Pressing the glowing orange button yields a classic ding-dong. I hear new voices over the sound of a pop star telling a contestant that she’s “got what it takes!” then everything goes quiet.
The door swings open a few inches, and LeeAnne Stallard peers out through the glass and screen of the closed storm door. Her hair is wet, and her tired eyes become bare flint the moment she sees me.
“Yes?”
“Hi!” I say it too brightly, like I’m selling something. “It’s Kate. Kate Weston?”
LeeAnne nods her head, slowly. “I know who you are, Kate.”
I blink at her, trapped in the high beams of her derision. She waits, daring me to speak again. I swallow hard.
“Is . . . Stacey . . . home?”
A short, sarcastic laugh escapes her lips. “Where else would she be?”

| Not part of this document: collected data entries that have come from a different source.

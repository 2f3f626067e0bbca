//! Terminal adapters: renderer, sound cues, share target and the stdin intent reader.

use std::io::Write;

use async_trait::async_trait;
use quiz_core::model::{QuizSummary, QuizVariant, ShareMessage};
use services::session::{OptionState, QuizView, option_label};
use services::{
    AudioPlayer, EffectError, IntentSender, QuizIntent, QuizPhase, Renderer, ShareOutcome,
    ShareTarget, Sound,
};
use tokio::io::{AsyncBufReadExt, BufReader};

pub struct TerminalRenderer {
    variant: QuizVariant,
}

impl TerminalRenderer {
    pub fn new(variant: QuizVariant) -> Self {
        Self { variant }
    }

    fn print_summary(&self, summary: &QuizSummary) {
        println!("=== {} ===", self.variant.title());
        println!(
            "Score: {}/{}  ({} answered, {} correct)",
            summary.score(),
            summary.max_score(),
            summary.answered(),
            summary.correct()
        );
        if let Some(category) = summary.dominant_category() {
            println!("Brain type: {category} [{}]", category.icon());
        }
        println!("Time: {}s", summary.duration().num_seconds());
        println!("(r) restart  (s) share  (q) quit");
    }
}

impl Renderer for TerminalRenderer {
    fn render(&mut self, view: &QuizView) {
        println!();
        if view.is_finished() {
            match &view.summary {
                Some(summary) => self.print_summary(summary),
                None => println!("Quiz finished. Score: {}", view.score),
            }
            return;
        }

        let Some(question) = &view.question else {
            return;
        };
        println!(
            "[{}/{}] score {}  {}% done",
            view.position + 1,
            view.total,
            view.score,
            view.progress.percent()
        );
        match question.category_icon {
            Some(icon) => println!("[{icon}] {}", question.prompt),
            None => println!("{}", question.prompt),
        }
        for option in &question.options {
            let marker = match option.state {
                OptionState::Idle => "",
                OptionState::SelectedCorrect => "  <- correct!",
                OptionState::SelectedWrong => "  <- your answer",
                OptionState::RevealedCorrect => "  <- right answer",
                OptionState::Selected => "  <- your pick",
            };
            println!("  {}) {}{marker}", option.label, option.text);
        }

        if view.phase == QuizPhase::Feedback {
            if view.highlight {
                println!("*** Well done! ***");
            }
            if let Some(explanation) = &question.explanation {
                println!("{explanation}");
            }
            println!("(n) next  (r) restart  (q) quit");
        } else {
            let last = option_label(question.options.len().saturating_sub(1));
            println!("Answer with a letter (A-{last}), or (r) restart  (q) quit");
        }
    }

    fn share_completed(&mut self, outcome: ShareOutcome) {
        match outcome {
            ShareOutcome::Shared => println!("Result shared."),
            ShareOutcome::CopiedToClipboard => println!("Result copied to clipboard!"),
            ShareOutcome::Failed => println!("Could not share the result."),
        }
    }
}

/// Sound port for terminals: rings the bell on a wrong answer.
pub struct TerminalBell;

impl AudioPlayer for TerminalBell {
    fn play(&self, sound: Sound) -> Result<(), EffectError> {
        tracing::debug!(sound = sound.name(), "sound cue");
        if sound == Sound::Wrong {
            let mut stderr = std::io::stderr();
            stderr
                .write_all(b"\x07")
                .and_then(|()| stderr.flush())
                .map_err(|e| EffectError::Audio(e.to_string()))?;
        }
        Ok(())
    }
}

/// Terminals have no share sheet; the "clipboard" is standard output.
pub struct StdoutShare;

#[async_trait]
impl ShareTarget for StdoutShare {
    async fn share_native(&self, _message: &ShareMessage) -> Result<(), EffectError> {
        Err(EffectError::ShareUnsupported)
    }

    async fn copy_to_clipboard(&self, text: &str) -> Result<(), EffectError> {
        let mut stdout = std::io::stdout();
        writeln!(stdout, "----\n{text}\n----")
            .and_then(|()| stdout.flush())
            .map_err(|e| EffectError::Clipboard(e.to_string()))
    }
}

/// Map one input line to an intent.
pub fn parse_intent(line: &str) -> Option<QuizIntent> {
    let line = line.trim();
    match line.to_ascii_lowercase().as_str() {
        "" | "n" | "next" => Some(QuizIntent::Advance),
        "r" | "restart" => Some(QuizIntent::Restart),
        "s" | "share" => Some(QuizIntent::Share),
        "q" | "quit" | "exit" => Some(QuizIntent::Quit),
        other => {
            let mut chars = other.chars();
            match (chars.next(), chars.next()) {
                (Some(c @ 'a'..='z'), None) => Some(QuizIntent::Select(c as usize - 'a' as usize)),
                _ => None,
            }
        }
    }
}

/// Read stdin line by line and forward intents until quit or end of input.
pub async fn read_intents(intents: IntentSender) {
    let mut lines = BufReader::new(tokio::io::stdin()).lines();
    loop {
        let line = match lines.next_line().await {
            Ok(Some(line)) => line,
            Ok(None) => break,
            Err(err) => {
                tracing::warn!(error = %err, "failed to read input");
                break;
            }
        };
        let Some(intent) = parse_intent(&line) else {
            println!("Unrecognized input: {line:?}");
            continue;
        };
        if !intents.send(intent) || intent == QuizIntent::Quit {
            return;
        }
    }
    intents.send(QuizIntent::Quit);
}

#[cfg(test)]
mod tests {
    use super::*;

    #[test]
    fn letters_select_by_display_position() {
        assert_eq!(parse_intent("a"), Some(QuizIntent::Select(0)));
        assert_eq!(parse_intent(" C "), Some(QuizIntent::Select(2)));
        assert_eq!(parse_intent(""), Some(QuizIntent::Advance));
        assert_eq!(parse_intent("q"), Some(QuizIntent::Quit));
        assert_eq!(parse_intent("ab"), None);
        assert_eq!(parse_intent("7"), None);
    }
}
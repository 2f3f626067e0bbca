use crate::model::category::Category;
use crate::model::ids::QuestionId;
use crate::model::question::Question;

/// Record of one answered question.
///
/// `option` is the original (stored) option index, never a display position.
#[derive(Debug, Clone, PartialEq, Eq)]
pub struct AnswerRecord {
    pub question_id: QuestionId,
    pub option: usize,
    pub points: u32,
    pub correct: Option<bool>,
    pub category: Option<Category>,
}

impl AnswerRecord {
    /// Score `option` against `question`.
    #[must_use]
    pub fn score(question: &Question, option: usize) -> Self {
        Self {
            question_id: question.id(),
            option,
            points: question.points_for(option),
            correct: question.is_correct(option),
            category: question.category(),
        }
    }
}

#[cfg(test)]
mod tests {
    use super::*;
    use crate::model::question::Scoring;

    #[test]
    fn records_binary_outcome() {
        let q = Question::new(
            QuestionId::new(1),
            "Q",
            vec!["a".into(), "b".into()],
            Scoring::Binary {
                correct: 1,
                explanation: String::new(),
            },
        )
        .unwrap();

        let wrong = AnswerRecord::score(&q, 0);
        assert_eq!(wrong.points, 0);
        assert_eq!(wrong.correct, Some(false));

        let right = AnswerRecord::score(&q, 1);
        assert_eq!(right.points, 1);
        assert_eq!(right.correct, Some(true));
        assert_eq!(right.category, None);
    }
}
use thiserror::Error;

use crate::model::category::Category;
use crate::model::ids::QuestionId;

//
// ─── ERRORS ────────────────────────────────────────────────────────────────────
//

#[derive(Debug, Error, Clone, PartialEq, Eq)]
#[non_exhaustive]
pub enum QuestionError {
    #[error("question prompt cannot be empty")]
    EmptyPrompt,

    #[error("question must have at least one option")]
    NoOptions,

    #[error("option {index} is empty")]
    EmptyOption { index: usize },

    #[error("correct option {correct} is out of range for {len} options")]
    CorrectOutOfRange { correct: usize, len: usize },

    #[error("expected {expected} point values, got {actual}")]
    PointsMismatch { expected: usize, actual: usize },

    #[error("question has neither a correct option nor point values")]
    MissingScoring,

    #[error("question has both a correct option and point values")]
    AmbiguousScoring,
}

//
// ─── SCORING ───────────────────────────────────────────────────────────────────
//

/// How a question turns a chosen option into points.
#[derive(Debug, Clone, PartialEq, Eq)]
pub enum Scoring {
    /// One correct option worth a single point, with an explanation shown as feedback.
    Binary { correct: usize, explanation: String },
    /// Every option carries its own point value; the question belongs to a category.
    Weighted { points: Vec<u32>, category: Category },
}

//
// ─── QUESTION ──────────────────────────────────────────────────────────────────
//

/// A validated multiple-choice question.
///
/// Options are stored in their original order. Display shuffling never touches
/// this order, so `Scoring::Binary::correct` always refers to the stored option.
#[derive(Debug, Clone, PartialEq, Eq)]
pub struct Question {
    id: QuestionId,
    prompt: String,
    options: Vec<String>,
    scoring: Scoring,
}

impl Question {
    /// Create a validated question.
    ///
    /// # Errors
    ///
    /// Returns `QuestionError` if the prompt or an option is blank, if there are no
    /// options, or if the scoring rule does not fit the option list.
    pub fn new(
        id: QuestionId,
        prompt: impl Into<String>,
        options: Vec<String>,
        scoring: Scoring,
    ) -> Result<Self, QuestionError> {
        let prompt = prompt.into();
        if prompt.trim().is_empty() {
            return Err(QuestionError::EmptyPrompt);
        }
        if options.is_empty() {
            return Err(QuestionError::NoOptions);
        }
        if let Some(index) = options.iter().position(|o| o.trim().is_empty()) {
            return Err(QuestionError::EmptyOption { index });
        }

        match &scoring {
            Scoring::Binary { correct, .. } if *correct >= options.len() => {
                return Err(QuestionError::CorrectOutOfRange {
                    correct: *correct,
                    len: options.len(),
                });
            }
            Scoring::Weighted { points, .. } if points.len() != options.len() => {
                return Err(QuestionError::PointsMismatch {
                    expected: options.len(),
                    actual: points.len(),
                });
            }
            _ => {}
        }

        Ok(Self {
            id,
            prompt,
            options,
            scoring,
        })
    }

    #[must_use]
    pub fn id(&self) -> QuestionId {
        self.id
    }

    #[must_use]
    pub fn prompt(&self) -> &str {
        &self.prompt
    }

    #[must_use]
    pub fn options(&self) -> &[String] {
        &self.options
    }

    #[must_use]
    pub fn option_count(&self) -> usize {
        self.options.len()
    }

    #[must_use]
    pub fn scoring(&self) -> &Scoring {
        &self.scoring
    }

    #[must_use]
    pub fn is_weighted(&self) -> bool {
        matches!(self.scoring, Scoring::Weighted { .. })
    }

    /// Original index of the correct option, for binary questions.
    #[must_use]
    pub fn correct_option(&self) -> Option<usize> {
        match &self.scoring {
            Scoring::Binary { correct, .. } => Some(*correct),
            Scoring::Weighted { .. } => None,
        }
    }

    /// Whether `option` is correct; `None` for weighted questions.
    #[must_use]
    pub fn is_correct(&self, option: usize) -> Option<bool> {
        self.correct_option().map(|correct| correct == option)
    }

    /// Points awarded for choosing the option at original index `option`.
    ///
    /// Out-of-range options score zero.
    #[must_use]
    pub fn points_for(&self, option: usize) -> u32 {
        match &self.scoring {
            Scoring::Binary { correct, .. } => u32::from(*correct == option),
            Scoring::Weighted { points, .. } => points.get(option).copied().unwrap_or(0),
        }
    }

    /// Best score reachable on this question.
    #[must_use]
    pub fn max_points(&self) -> u32 {
        match &self.scoring {
            Scoring::Binary { .. } => 1,
            Scoring::Weighted { points, .. } => points.iter().copied().max().unwrap_or(0),
        }
    }

    #[must_use]
    pub fn explanation(&self) -> Option<&str> {
        match &self.scoring {
            Scoring::Binary { explanation, .. } if !explanation.trim().is_empty() => {
                Some(explanation)
            }
            _ => None,
        }
    }

    #[must_use]
    pub fn category(&self) -> Option<Category> {
        match &self.scoring {
            Scoring::Weighted { category, .. } => Some(*category),
            Scoring::Binary { .. } => None,
        }
    }
}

The children on bikes I saw earlier go clattering by behind me, shrieking and laughing. The Doberman next door sounds the alarm.
LeeAnne doesn’t move. She doesn’t open the screen door.
“Just wanted to come by and . . . check on her,” I say.
“Oh, did you?” It’s almost a sneer. I search for more words, LeeAnne’s steely eyes making my insides twist and squirm. Is she enjoying this?
“Do you think I could see her?”
“Stacey isn’t really taking visitors right now,” she says.
I nod, too quickly, too agreeably. Oh! Oh yes. Yes, of course. How silly of me. “Well, if she ever needs to . . .” My voice is shaking now, and I can’t finish the sentence.
“Needs to what?” LeeAnne is determined to make this painful.
“If she ever needs to . . . talk or anything, I just wanted her to know that I’m . . . around.”